WHAT THIS TASK INVOLVES:
If a line in the records below contains the word "SecondsFormat", copy it out.

SOURCE MATERIAL:
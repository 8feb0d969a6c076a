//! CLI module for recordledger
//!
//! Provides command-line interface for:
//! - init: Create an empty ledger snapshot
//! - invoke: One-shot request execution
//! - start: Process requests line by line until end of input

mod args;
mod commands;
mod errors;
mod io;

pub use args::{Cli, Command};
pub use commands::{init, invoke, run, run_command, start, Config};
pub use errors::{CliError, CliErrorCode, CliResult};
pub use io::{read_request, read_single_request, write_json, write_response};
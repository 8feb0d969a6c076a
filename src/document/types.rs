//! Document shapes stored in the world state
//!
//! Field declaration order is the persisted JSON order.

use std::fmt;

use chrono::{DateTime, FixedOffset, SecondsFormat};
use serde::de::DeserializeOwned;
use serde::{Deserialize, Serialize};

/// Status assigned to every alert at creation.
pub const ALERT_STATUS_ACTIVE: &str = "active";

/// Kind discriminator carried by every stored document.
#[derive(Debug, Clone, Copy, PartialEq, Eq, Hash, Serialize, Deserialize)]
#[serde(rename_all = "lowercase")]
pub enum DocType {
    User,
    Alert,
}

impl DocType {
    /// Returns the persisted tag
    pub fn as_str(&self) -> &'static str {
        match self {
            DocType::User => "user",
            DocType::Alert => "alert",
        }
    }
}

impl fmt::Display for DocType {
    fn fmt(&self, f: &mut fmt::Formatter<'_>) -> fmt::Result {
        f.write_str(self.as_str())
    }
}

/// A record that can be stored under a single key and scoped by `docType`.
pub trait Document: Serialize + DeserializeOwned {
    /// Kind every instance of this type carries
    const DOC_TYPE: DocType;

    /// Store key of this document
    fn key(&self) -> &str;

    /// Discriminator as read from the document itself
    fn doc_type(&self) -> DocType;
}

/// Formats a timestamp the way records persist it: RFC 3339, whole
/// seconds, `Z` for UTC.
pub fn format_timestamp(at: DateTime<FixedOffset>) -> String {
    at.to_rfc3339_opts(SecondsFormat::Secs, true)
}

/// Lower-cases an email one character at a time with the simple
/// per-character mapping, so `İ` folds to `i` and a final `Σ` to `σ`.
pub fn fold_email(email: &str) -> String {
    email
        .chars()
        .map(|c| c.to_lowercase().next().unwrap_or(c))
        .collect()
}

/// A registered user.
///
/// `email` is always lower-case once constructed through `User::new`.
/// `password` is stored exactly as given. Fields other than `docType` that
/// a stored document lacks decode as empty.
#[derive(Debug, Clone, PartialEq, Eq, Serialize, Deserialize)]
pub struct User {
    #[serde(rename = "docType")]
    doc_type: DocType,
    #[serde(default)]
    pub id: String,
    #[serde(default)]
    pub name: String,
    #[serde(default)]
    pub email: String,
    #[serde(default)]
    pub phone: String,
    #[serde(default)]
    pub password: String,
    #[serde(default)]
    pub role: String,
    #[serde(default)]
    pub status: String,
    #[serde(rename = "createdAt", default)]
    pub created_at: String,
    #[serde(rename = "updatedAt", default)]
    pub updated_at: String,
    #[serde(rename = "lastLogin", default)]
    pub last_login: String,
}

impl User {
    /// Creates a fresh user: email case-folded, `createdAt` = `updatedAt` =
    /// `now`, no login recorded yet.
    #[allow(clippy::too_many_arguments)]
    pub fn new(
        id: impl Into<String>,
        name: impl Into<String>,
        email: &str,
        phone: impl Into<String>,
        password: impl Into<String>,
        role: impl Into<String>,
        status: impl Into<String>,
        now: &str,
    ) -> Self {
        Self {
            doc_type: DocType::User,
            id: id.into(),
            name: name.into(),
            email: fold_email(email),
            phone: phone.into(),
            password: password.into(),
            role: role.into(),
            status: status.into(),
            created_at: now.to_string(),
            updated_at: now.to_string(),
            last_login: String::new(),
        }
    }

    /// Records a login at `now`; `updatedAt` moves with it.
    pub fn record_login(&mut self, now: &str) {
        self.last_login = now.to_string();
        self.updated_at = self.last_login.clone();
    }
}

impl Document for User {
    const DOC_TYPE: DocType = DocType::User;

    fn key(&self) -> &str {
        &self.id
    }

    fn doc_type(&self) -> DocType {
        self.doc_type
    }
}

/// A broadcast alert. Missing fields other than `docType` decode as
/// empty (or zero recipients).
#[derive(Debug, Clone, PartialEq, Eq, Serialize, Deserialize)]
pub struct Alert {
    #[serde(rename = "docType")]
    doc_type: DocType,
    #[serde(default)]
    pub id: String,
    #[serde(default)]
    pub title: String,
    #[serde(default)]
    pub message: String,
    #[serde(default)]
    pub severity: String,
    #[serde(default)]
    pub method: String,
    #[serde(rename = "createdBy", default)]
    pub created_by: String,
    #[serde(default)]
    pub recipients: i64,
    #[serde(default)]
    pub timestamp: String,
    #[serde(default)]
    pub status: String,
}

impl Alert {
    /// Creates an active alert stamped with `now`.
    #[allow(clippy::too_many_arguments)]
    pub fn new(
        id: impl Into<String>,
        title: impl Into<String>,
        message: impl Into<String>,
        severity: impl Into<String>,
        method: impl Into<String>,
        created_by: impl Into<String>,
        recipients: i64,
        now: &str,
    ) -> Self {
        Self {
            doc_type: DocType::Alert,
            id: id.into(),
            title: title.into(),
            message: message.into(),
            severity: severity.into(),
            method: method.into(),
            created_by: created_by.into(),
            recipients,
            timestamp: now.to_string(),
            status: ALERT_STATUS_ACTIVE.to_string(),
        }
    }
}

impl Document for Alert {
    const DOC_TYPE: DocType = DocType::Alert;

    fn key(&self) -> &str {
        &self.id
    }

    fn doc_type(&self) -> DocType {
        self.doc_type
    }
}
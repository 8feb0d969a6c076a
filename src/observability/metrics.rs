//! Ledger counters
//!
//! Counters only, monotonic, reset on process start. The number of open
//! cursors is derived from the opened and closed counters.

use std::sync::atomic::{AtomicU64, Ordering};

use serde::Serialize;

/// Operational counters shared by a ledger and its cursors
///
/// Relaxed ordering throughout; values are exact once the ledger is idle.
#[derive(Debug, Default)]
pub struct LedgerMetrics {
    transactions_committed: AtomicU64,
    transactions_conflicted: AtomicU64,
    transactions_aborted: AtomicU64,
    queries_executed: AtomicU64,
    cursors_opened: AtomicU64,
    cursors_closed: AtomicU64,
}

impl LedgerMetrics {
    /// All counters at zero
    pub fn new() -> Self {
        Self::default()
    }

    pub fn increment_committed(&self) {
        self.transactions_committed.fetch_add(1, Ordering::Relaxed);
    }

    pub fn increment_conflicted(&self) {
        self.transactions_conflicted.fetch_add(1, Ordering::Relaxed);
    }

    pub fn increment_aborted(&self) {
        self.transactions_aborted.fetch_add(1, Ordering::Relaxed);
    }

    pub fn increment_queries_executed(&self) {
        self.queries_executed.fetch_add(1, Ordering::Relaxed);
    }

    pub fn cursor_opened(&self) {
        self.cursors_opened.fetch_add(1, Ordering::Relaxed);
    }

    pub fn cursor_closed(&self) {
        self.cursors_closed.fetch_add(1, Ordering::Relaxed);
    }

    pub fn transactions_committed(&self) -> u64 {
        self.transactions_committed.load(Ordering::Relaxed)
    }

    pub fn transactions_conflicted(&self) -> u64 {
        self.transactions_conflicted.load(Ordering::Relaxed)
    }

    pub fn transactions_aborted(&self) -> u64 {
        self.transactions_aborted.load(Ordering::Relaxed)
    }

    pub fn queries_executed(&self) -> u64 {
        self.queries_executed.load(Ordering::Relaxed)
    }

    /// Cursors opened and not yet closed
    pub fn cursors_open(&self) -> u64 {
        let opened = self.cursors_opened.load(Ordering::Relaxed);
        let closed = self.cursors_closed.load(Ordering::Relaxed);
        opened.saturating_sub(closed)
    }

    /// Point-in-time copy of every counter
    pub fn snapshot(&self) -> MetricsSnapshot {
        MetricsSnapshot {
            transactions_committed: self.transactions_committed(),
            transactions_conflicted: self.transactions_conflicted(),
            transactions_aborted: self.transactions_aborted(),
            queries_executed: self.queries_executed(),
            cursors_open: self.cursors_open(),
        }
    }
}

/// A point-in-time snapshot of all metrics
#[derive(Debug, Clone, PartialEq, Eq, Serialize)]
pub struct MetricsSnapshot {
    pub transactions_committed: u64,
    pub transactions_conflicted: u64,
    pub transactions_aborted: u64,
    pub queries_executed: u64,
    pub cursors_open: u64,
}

TASK SOLUTION:
use chrono::{DateTime, FixedOffset, SecondsFormat};
    at.to_rfc3339_opts(SecondsFormat::Secs, true)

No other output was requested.